Gametes in many species develop in cysts-clusters of germ cells formed by incomplete cytokinesis-that remain connected through intercellular bridges (ICBs). These connections enable sharing of cytoplasmic components between germ cells and, in the female germ line, enrich select cells in the cyst to become the oocyte(s). In mice, germline cysts of variable sizes are generated during embryonic development, thought to result from cyst fractures. Studies of fixed samples failed to capture fracture events, and thus, the mechanism remained elusive. Here, we use high-resolution live imaging of germ cells within their native tissue environment to visualize germline cyst dynamics. With this novel approach, we reveal a striking motile phenotype of gonad-resident germ cells and show that this randomly oriented cell-autonomous motile behavior during cyst formation underlies fracture events. Conversely, we show that stabilized ICBs help resist excessive fracturing.
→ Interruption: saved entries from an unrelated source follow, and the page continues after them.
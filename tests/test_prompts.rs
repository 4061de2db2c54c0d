//! Tests for the prompt templates shipped in config/prompts

use std::fs;

use onequery::prompts::{PromptBuilder, Template};

fn expected_vars(template: Template) -> &'static [&'static str] {
    match template {
        Template::DetectProject => &["query", "projects"],
        Template::DetectMeetingProject => &["text", "projects"],
        Template::RewriteQuery => &["today", "query"],
        Template::Answer => &["today", "context", "question"],
        Template::Reasoning => &["question", "context", "answer", "today"],
        Template::ReportUpdate => &["previous_report", "messages"],
        Template::EmailExtract => &["email_body"],
        Template::MeetingClean => &["raw_text"],
    }
}

#[test]
fn test_every_template_file_exists() {
    for template in Template::ALL {
        let path = format!("config/prompts/{}", template.file_name());
        assert!(fs::metadata(&path).is_ok(), "{path} prompt file missing");
    }
}

#[test]
fn test_template_vars_present() {
    for template in Template::ALL {
        let text = template.builtin();
        for var in expected_vars(template) {
            let placeholder = format!("{{{{{var}}}}}");
            assert!(
                text.contains(&placeholder),
                "{} should contain {placeholder}",
                template.file_name()
            );
        }
    }
}

#[test]
fn test_rendered_answer_prompt_has_no_placeholders() {
    let prompt = PromptBuilder::new("config/prompts")
        .template(Template::Answer)
        .var("today", "March 01, 2025")
        .var("context", "Grain | Project name: apollo\nLaunch moved.")
        .var("question", "When is launch?")
        .build();
    assert!(!prompt.contains("{{"), "unrendered placeholder in: {prompt}");
    assert!(prompt.contains("When is launch?"));
    assert!(prompt.contains("March 01, 2025"));
}

#[test]
fn test_override_dir_wins_over_builtin() {
    let dir = tempfile::tempdir().unwrap();
    fs::write(dir.path().join("meeting_clean.txt"), "CLEAN: {{raw_text}}").unwrap();
    let prompt = PromptBuilder::new(dir.path())
        .template(Template::MeetingClean)
        .var("raw_text", "um so yeah")
        .build();
    assert_eq!(prompt, "CLEAN: um so yeah");
}

#[test]
fn test_answer_prompt_guards_against_guessing() {
    let text = Template::Answer.builtin();
    assert!(text.contains("I don't know"));
    assert!(text.contains("Prefer Slack"));
    assert!(text.contains("citation list"));
    assert!(Template::Reasoning.builtin().contains("Return only the final answer"));
}
//! Google Gemini chat provider (`models/{model}:generateContent`).

use reqwest::Client;
use serde::{Deserialize, Serialize};
use tracing::{debug, error};

use crate::llm::{LlmResponse, LlmUsage, ProviderError};

#[derive(Debug, Clone)]
pub struct GeminiProvider {
    client: Client,
    api_base_url: String,
    model: String,
    temperature: f32,
    api_key: String,
}

impl GeminiProvider {
    pub fn new(
        api_base_url: String,
        model: String,
        temperature: f32,
        timeout_seconds: u64,
        api_key: String,
    ) -> Result<Self, ProviderError> {
        let client = Client::builder()
            .timeout(std::time::Duration::from_secs(timeout_seconds))
            .build()
            .map_err(|e| ProviderError::Request(format!("failed to build HTTP client: {e}")))?;
        Ok(Self {
            client,
            api_base_url: api_base_url.trim_end_matches('/').to_string(),
            model,
            temperature,
            api_key,
        })
    }

    fn endpoint(&self) -> String {
        format!(
            "{}/v1beta/models/{}:generateContent",
            self.api_base_url, self.model
        )
    }

    pub async fn ping(&self) -> Result<(), ProviderError> {
        let client = Client::builder()
            .timeout(std::time::Duration::from_secs(5))
            .build()
            .map_err(|e| ProviderError::Request(format!("failed to build ping client: {e}")))?;
        client
            .head(&self.api_base_url)
            .send()
            .await
            .map(|_| ())
            .map_err(|e| ProviderError::Request(format!("unreachable: {e}")))
    }

    pub async fn complete(
        &self,
        content: &str,
        system: Option<&str>,
    ) -> Result<LlmResponse, ProviderError> {
        let payload = GenerateRequest {
            contents: vec![Content {
                role: Some("user".into()),
                parts: vec![Part {
                    text: content.to_string(),
                }],
            }],
            system_instruction: system.map(|s| Content {
                role: None,
                parts: vec![Part {
                    text: s.to_string(),
                }],
            }),
            generation_config: GenerationConfig {
                temperature: self.temperature,
            },
        };

        debug!(model = %self.model, content_len = content.len(), "sending Gemini request");

        let response = self
            .client
            .post(self.endpoint())
            .header("x-goog-api-key", &self.api_key)
            .json(&payload)
            .send()
            .await
            .map_err(|e| {
                error!(model = %self.model, error = %e, "Gemini HTTP request failed (transport)");
                ProviderError::Request(e.to_string())
            })?;

        let status = response.status();
        if !status.is_success() {
            let body = response
                .text()
                .await
                .unwrap_or_else(|_| "<failed to read error body>".to_string());
            let message = error_message(status, &body);
            error!(%status, %message, "Gemini request returned HTTP error");
            return Err(ProviderError::Request(message));
        }

        let parsed = response.json::<GenerateResponse>().await.map_err(|e| {
            error!(error = %e, "failed to deserialize Gemini response");
            ProviderError::Request(format!("failed to parse response body: {e}"))
        })?;

        parse_generation(parsed)
    }
}

fn parse_generation(parsed: GenerateResponse) -> Result<LlmResponse, ProviderError> {
    let text = parsed
        .candidates
        .into_iter()
        .next()
        .and_then(|c| c.content)
        .map(|c| {
            c.parts
                .into_iter()
                .filter_map(|p| p.text)
                .collect::<Vec<_>>()
                .join("")
        })
        .map(|s| s.trim().to_string())
        .filter(|s| !s.is_empty())
        .ok_or_else(|| ProviderError::Request("empty or missing content in response".into()))?;

    let usage = parsed.usage_metadata.map(|u| LlmUsage {
        input_tokens: u.prompt_token_count,
        output_tokens: u.candidates_token_count,
    });

    Ok(LlmResponse { text, usage })
}

fn error_message(status: reqwest::StatusCode, body: &str) -> String {
    match serde_json::from_str::<ErrorEnvelope>(body) {
        Ok(env) => format!(
            "HTTP {status} [{}]: {}",
            env.error.status.unwrap_or_else(|| "UNKNOWN".into()),
            env.error.message
        ),
        Err(_) => format!("HTTP {status}: {body}"),
    }
}

// ── Private wire types ────────────────────────────────────────────────────────

#[derive(Debug, Serialize)]
#[serde(rename_all = "camelCase")]
struct GenerateRequest {
    contents: Vec<Content>,
    #[serde(skip_serializing_if = "Option::is_none")]
    system_instruction: Option<Content>,
    generation_config: GenerationConfig,
}

#[derive(Debug, Serialize)]
struct Content {
    #[serde(skip_serializing_if = "Option::is_none")]
    role: Option<String>,
    parts: Vec<Part>,
}

#[derive(Debug, Serialize)]
struct Part {
    text: String,
}

#[derive(Debug, Serialize)]
struct GenerationConfig {
    temperature: f32,
}

#[derive(Debug, Deserialize)]
#[serde(rename_all = "camelCase")]
struct GenerateResponse {
    #[serde(default)]
    candidates: Vec<Candidate>,
    #[serde(default)]
    usage_metadata: Option<UsageMetadata>,
}

#[derive(Debug, Deserialize)]
struct Candidate {
    #[serde(default)]
    content: Option<CandidateContent>,
}

#[derive(Debug, Deserialize)]
struct CandidateContent {
    #[serde(default)]
    parts: Vec<CandidatePart>,
}

#[derive(Debug, Deserialize)]
struct CandidatePart {
    #[serde(default)]
    text: Option<String>,
}

#[derive(Debug, Deserialize)]
#[serde(rename_all = "camelCase")]
struct UsageMetadata {
    #[serde(default)]
    prompt_token_count: u64,
    #[serde(default)]
    candidates_token_count: u64,
}

#[derive(Debug, Deserialize)]
struct ErrorEnvelope {
    error: ErrorBody,
}

#[derive(Debug, Deserialize)]
struct ErrorBody {
    message: String,
    #[serde(default)]
    status: Option<String>,
}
Additionally, we find that motility and thus fracture rates gradually decrease during development in a sex-dependent manner, completely ceasing by the end of cyst-forming divisions. These results lead to a model where the opposing activities of developmentally regulated cell motility and stable ICBs give rise to cysts of variable sizes. We corroborate these results by developing a model that uses experimentally measured fracture rates to simulate cyst formation and fracture and show that it can reproduce experimentally measured cyst sizes in both male and female. Understanding how variable cysts form will enable further studies of mammalian oocyte selection and establishment of the ovarian reserve.